╔══

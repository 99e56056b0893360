//! Product Model

use serde::{Deserialize, Serialize};

/// Product entity
///
/// `stock` is the single source of truth for inventory and never goes
/// negative: writes clamp at 0 and the stock log records the applied delta.
/// `sales_mode` is stored comma-joined in SQLite and split by the
/// repository, so this type intentionally does not derive `FromRow`.
#[derive(Debug, Clone, Serialize, Deserialize)]
#[serde(rename_all = "camelCase")]
pub struct Product {
    pub id: String,
    pub name: String,
    pub price: f64,
    pub cost_price: Option<f64>,
    /// Category reference (String ID, required)
    pub category_id: String,
    pub image: Option<String>,
    pub stock: i32,
    pub min_stock: Option<i32>,
    pub unit: String,
    pub sales_mode: Option<Vec<String>>,
    pub is_on_shelf: bool,
    pub supplier_id: Option<String>,
    pub barcode: Option<String>,
    pub description: Option<String>,
}

/// Create product payload
#[derive(Debug, Clone, Serialize, Deserialize)]
#[serde(rename_all = "camelCase")]
pub struct ProductCreate {
    pub name: String,
    pub price: f64,
    pub category_id: String,
    pub stock: i32,
    pub unit: String,
    pub image: Option<String>,
    pub cost_price: Option<f64>,
    pub min_stock: Option<i32>,
    pub sales_mode: Option<Vec<String>>,
    #[serde(default = "default_true")]
    pub is_on_shelf: bool,
    pub supplier_id: Option<String>,
    pub barcode: Option<String>,
    pub description: Option<String>,
}

/// Update product payload
#[derive(Debug, Clone, Default, Serialize, Deserialize)]
#[serde(rename_all = "camelCase")]
pub struct ProductUpdate {
    pub name: Option<String>,
    pub price: Option<f64>,
    pub cost_price: Option<f64>,
    pub category_id: Option<String>,
    pub image: Option<String>,
    pub min_stock: Option<i32>,
    pub unit: Option<String>,
    pub sales_mode: Option<Vec<String>>,
    pub is_on_shelf: Option<bool>,
    pub supplier_id: Option<String>,
    pub barcode: Option<String>,
    pub description: Option<String>,
}

fn default_true() -> bool {
    true
}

╚══

> [Exercise prompt]: The answer is the full set of records, printed exactly as given.

> [Response box]:
repository 99e56056b0893360
//! Product Model

use serde::{Deserialize, Serialize};

/// Product entity
///
/// `stock` is the single source of truth for inventory and never goes
/// negative: writes clamp at 0 and the stock log records the applied delta.
/// `sales_mode` is stored comma-joined in SQLite and split by the
/// repository, so this type intentionally does not derive `FromRow`.
#[derive(Debug, Clone, Serialize, Deserialize)]
#[serde(rename_all = "camelCase")]
pub struct Product {
    pub id: String,
    pub name: String,
    pub price: f64,
    pub cost_price: Option<f64>,
    /// Category reference (String ID, required)
    pub category_id: String,
    pub image: Option<String>,
    pub stock: i32,
    pub min_stock: Option<i32>,
    pub unit: String,
    pub sales_mode: Option<Vec<String>>,
    pub is_on_shelf: bool,
    pub supplier_id: Option<String>,
    pub barcode: Option<String>,
    pub description: Option<String>,
}

/// Create product payload
#[derive(Debug, Clone, Serialize, Deserialize)]
#[serde(rename_all = "camelCase")]
pub struct ProductCreate {
    pub name: String,
    pub price: f64,
    pub category_id: String,
    pub stock: i32,
    pub unit: String,
    pub image: Option<String>,
    pub cost_price: Option<f64>,
    pub min_stock: Option<i32>,
    pub sales_mode: Option<Vec<String>>,
    #[serde(default = "default_true")]
    pub is_on_shelf: bool,
    pub supplier_id: Option<String>,
    pub barcode: Option<String>,
    pub description: Option<String>,
}

/// Update product payload
#[derive(Debug, Clone, Default, Serialize, Deserialize)]
#[serde(rename_all = "camelCase")]
pub struct ProductUpdate {
    pub name: Option<String>,
    pub price: Option<f64>,
    pub cost_price: Option<f64>,
    pub category_id: Option<String>,
    pub image: Option<String>,
    pub min_stock: Option<i32>,
    pub unit: Option<String>,
    pub sales_mode: Option<Vec<String>>,
    pub is_on_shelf: Option<bool>,
    pub supplier_id: Option<String>,
    pub barcode: Option<String>,
    pub description: Option<String>,
}

fn default_true() -> bool {
    true
}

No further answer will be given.